Without a greater focus on health care costs, families and employers will not be able to afford coverage and health care costs will rise at a rate much faster than the overall economy is able to sustain, she says.

Tom Currey, president of the National Association of Insurance and Financial Advisors, Falls Church, Va., which includes AHIA, says his group has consistently opposed the creation of a government run health insurance option.

“No matter how well-intended the drafters of such a plan might be, a government-run plan would be positioned to compete against private sector plans on a decidedly unlevel playing field,” Currrey says.

Over time, Currey says, “this poses a grave risk that private sector health insurance would be driven from the market place – resulting in less competition rather than more.

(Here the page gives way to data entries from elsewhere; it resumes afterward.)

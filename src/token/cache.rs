//! Audience-keyed identity token cache with refresh-ahead expiry.

use chrono::{DateTime, Utc};
use std::collections::HashMap;
use std::sync::{PoisonError, RwLock};
use tracing::debug;

use super::claims::{extract_claims, ClaimsError};

/// Fraction of a token's lifetime after which it is no longer handed out,
/// expressed as `REFRESH_AHEAD_NUM / REFRESH_AHEAD_DEN` (75%).
const REFRESH_AHEAD_NUM: i64 = 3;
const REFRESH_AHEAD_DEN: i64 = 4;

/// A cached identity token.
#[derive(Debug, Clone)]
pub struct CachedToken {
    /// Audience taken from the token's own `aud` claim.
    pub audience: String,
    /// Raw bearer token, returned verbatim.
    pub token: String,
    /// When the entry was written.
    pub issued_at: DateTime<Utc>,
    /// The token's `exp` claim.
    pub expires_at: DateTime<Utc>,
}

impl CachedToken {
    /// Whether less than 75% of the entry's lifetime has elapsed at `now`.
    pub fn is_fresh_at(&self, now: DateTime<Utc>) -> bool {
        let total = (self.expires_at - self.issued_at).num_milliseconds();
        if total <= 0 {
            return false;
        }
        let elapsed = (now - self.issued_at).num_milliseconds();
        elapsed * REFRESH_AHEAD_DEN < total * REFRESH_AHEAD_NUM
    }
}

/// Why a token was not admitted to the cache.
#[derive(Debug, thiserror::Error, PartialEq, Eq)]
pub enum AdmissionError {
    #[error("invalid token claims: {0}")]
    Claims(#[from] ClaimsError),

    #[error("token already expired at {0}")]
    Expired(DateTime<Utc>),
}

/// Token cache shared by all in-flight checks.
///
/// Entries are only ever overwritten, never removed: a stale entry is simply
/// reported as missing until the next successful refresh replaces it.
#[derive(Default)]
pub struct TokenCache {
    entries: RwLock<HashMap<String, CachedToken>>,
}

impl TokenCache {
    pub fn new() -> Self {
        Self::default()
    }

    /// Cache `token` under its own `aud` claim.
    ///
    /// Tokens whose claims cannot be read, or that are already expired, are
    /// not stored. The error is informational only.
    pub fn put(&self, token: &str) -> Result<(), AdmissionError> {
        self.put_at(token, Utc::now())
    }

    pub(crate) fn put_at(&self, token: &str, now: DateTime<Utc>) -> Result<(), AdmissionError> {
        let claims = extract_claims(token)?;
        if claims.expires_at <= now {
            return Err(AdmissionError::Expired(claims.expires_at));
        }

        debug!(
            audience = %claims.audience,
            expires_at = %claims.expires_at,
            "Caching identity token"
        );

        let entry = CachedToken {
            audience: claims.audience.clone(),
            token: token.to_string(),
            issued_at: now,
            expires_at: claims.expires_at,
        };

        self.entries
            .write()
            .unwrap_or_else(PoisonError::into_inner)
            .insert(claims.audience, entry);

        Ok(())
    }

    /// Look up a token for `audience` that is still inside its refresh-ahead
    /// window.
    pub fn get(&self, audience: &str) -> Option<String> {
        self.get_at(audience, Utc::now())
    }

    pub(crate) fn get_at(&self, audience: &str, now: DateTime<Utc>) -> Option<String> {
        let entries = self.entries.read().unwrap_or_else(PoisonError::into_inner);
        let cached = entries.get(audience)?;

        if !cached.is_fresh_at(now) {
            debug!(
                audience = %cached.audience,
                issued_at = %cached.issued_at,
                expires_at = %cached.expires_at,
                "Cached token past refresh threshold"
            );
            return None;
        }

        Some(cached.token.clone())
    }

    /// Number of audiences with an entry, fresh or not.
    #[cfg(test)]
    pub fn len(&self) -> usize {
        self.entries
            .read()
            .unwrap_or_else(PoisonError::into_inner)
            .len()
    }
}

#[cfg(test)]
mod tests {
    use super::*;
    use crate::token::test_token;
    use base64::{engine::general_purpose::URL_SAFE_NO_PAD, Engine};
    use chrono::Duration;

    const AUDIENCE: &str = "https://example.com";

    fn base() -> DateTime<Utc> {
        DateTime::from_timestamp(1_800_000_000, 0).unwrap()
    }

    fn token_expiring_in(secs: i64) -> String {
        test_token(AUDIENCE, base().timestamp() + secs)
    }

    #[test]
    fn test_put_then_get() {
        let cache = TokenCache::new();
        let token = token_expiring_in(3600);

        cache.put_at(&token, base()).unwrap();

        assert_eq!(cache.len(), 1);
        assert_eq!(cache.get_at(AUDIENCE, base()), Some(token));
    }

    #[test]
    fn test_put_then_get_wall_clock() {
        let cache = TokenCache::new();
        let token = test_token(AUDIENCE, Utc::now().timestamp() + 3600);

        cache.put(&token).unwrap();

        assert_eq!(cache.get(AUDIENCE), Some(token));
    }

    #[test]
    fn test_unknown_audience() {
        let cache = TokenCache::new();
        cache.put_at(&token_expiring_in(3600), base()).unwrap();

        assert_eq!(cache.get_at("https://other.example.com", base()), None);
    }

    #[test]
    fn test_fresh_before_threshold() {
        let cache = TokenCache::new();
        let token = token_expiring_in(1000);
        cache.put_at(&token, base()).unwrap();

        let now = base() + Duration::seconds(749);
        assert_eq!(cache.get_at(AUDIENCE, now), Some(token));
    }

    #[test]
    fn test_stale_at_threshold() {
        let cache = TokenCache::new();
        cache.put_at(&token_expiring_in(1000), base()).unwrap();

        // Not yet expired on the wall clock, but 75% of its lifetime is gone
        assert_eq!(cache.get_at(AUDIENCE, base() + Duration::seconds(750)), None);
        assert_eq!(cache.get_at(AUDIENCE, base() + Duration::seconds(900)), None);
    }

    #[test]
    fn test_stale_after_expiry() {
        let cache = TokenCache::new();
        cache.put_at(&token_expiring_in(1000), base()).unwrap();

        assert_eq!(cache.get_at(AUDIENCE, base() + Duration::seconds(1001)), None);
        assert_eq!(cache.get_at(AUDIENCE, base() + Duration::days(1)), None);
    }

    #[test]
    fn test_stale_entry_is_kept_until_overwritten() {
        let cache = TokenCache::new();
        cache.put_at(&token_expiring_in(1000), base()).unwrap();

        assert_eq!(cache.get_at(AUDIENCE, base() + Duration::seconds(800)), None);
        assert_eq!(cache.len(), 1);
    }

    #[test]
    fn test_overwrite_returns_newest() {
        let cache = TokenCache::new();
        let first = token_expiring_in(3600);
        let second = token_expiring_in(7200);

        cache.put_at(&first, base()).unwrap();
        cache.put_at(&second, base() + Duration::seconds(10)).unwrap();

        assert_eq!(cache.len(), 1);
        assert_eq!(
            cache.get_at(AUDIENCE, base() + Duration::seconds(10)),
            Some(second)
        );
    }

    #[test]
    fn test_refresh_resets_issued_at() {
        let cache = TokenCache::new();
        cache.put_at(&token_expiring_in(1000), base()).unwrap();

        let later = base() + Duration::seconds(800);
        let refreshed = token_expiring_in(2000);
        cache.put_at(&refreshed, later).unwrap();

        assert_eq!(cache.get_at(AUDIENCE, later), Some(refreshed));
    }

    #[test]
    fn test_invalid_token_not_cached() {
        let cache = TokenCache::new();

        let result = cache.put_at("invalid-token", base());

        assert_eq!(
            result,
            Err(AdmissionError::Claims(ClaimsError::Malformed(1)))
        );
        assert_eq!(cache.len(), 0);
    }

    #[test]
    fn test_token_without_claims_leaves_cache_unchanged() {
        let cache = TokenCache::new();
        let existing = token_expiring_in(3600);
        cache.put_at(&existing, base()).unwrap();

        let no_claims = format!(
            "{}.{}.",
            URL_SAFE_NO_PAD.encode("{}"),
            URL_SAFE_NO_PAD.encode(r#"{"sub":"x"}"#)
        );
        assert!(cache.put_at(&no_claims, base()).is_err());

        assert_eq!(cache.len(), 1);
        assert_eq!(cache.get_at(AUDIENCE, base()), Some(existing));
    }

    #[test]
    fn test_expired_token_not_cached() {
        let cache = TokenCache::new();
        let token = token_expiring_in(-10);

        assert!(matches!(
            cache.put_at(&token, base()),
            Err(AdmissionError::Expired(_))
        ));
        assert_eq!(cache.len(), 0);
    }

    #[test]
    fn test_keyed_by_token_audience() {
        let cache = TokenCache::new();
        let token = test_token("https://actual.example.com", base().timestamp() + 3600);
        cache.put_at(&token, base()).unwrap();

        assert_eq!(cache.get_at("https://actual.example.com", base()), Some(token));
        assert_eq!(cache.get_at(AUDIENCE, base()), None);
    }
}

NAIFA supports a private sector solution to expanding health insurance coverage to people not now covered.”

Currey says one of the main goals of universal coverage is to encourage all people to buy insurance before they become sick or injured.

“Right now, NAIFA is very concerned that the consequences of not buying insurance before it is needed are not nearly strong enough to do the job of getting everyone into the insured pool,” Currey says. “Because of that, NAIFA is supporting measures to make the individual mandate more effective.”

Kelly Loussedes, a vice president at the National Association of Health Underwriters, Arlington, Va., says NAHU has the same concerns about H.R. 2692 that it has about the Senate health bill.

“By injecting more competition into the insurance market, this might seem like an intelligent way to lower overall health care costs,” Loussedes says.

A “public option” would simply shift health care costs onto private payers — and undermine the private insurance system, Loussedes says.

“We need to get health care right and including a public option in our health care reform efforts is a step in the wrong direction,” Loussedes says.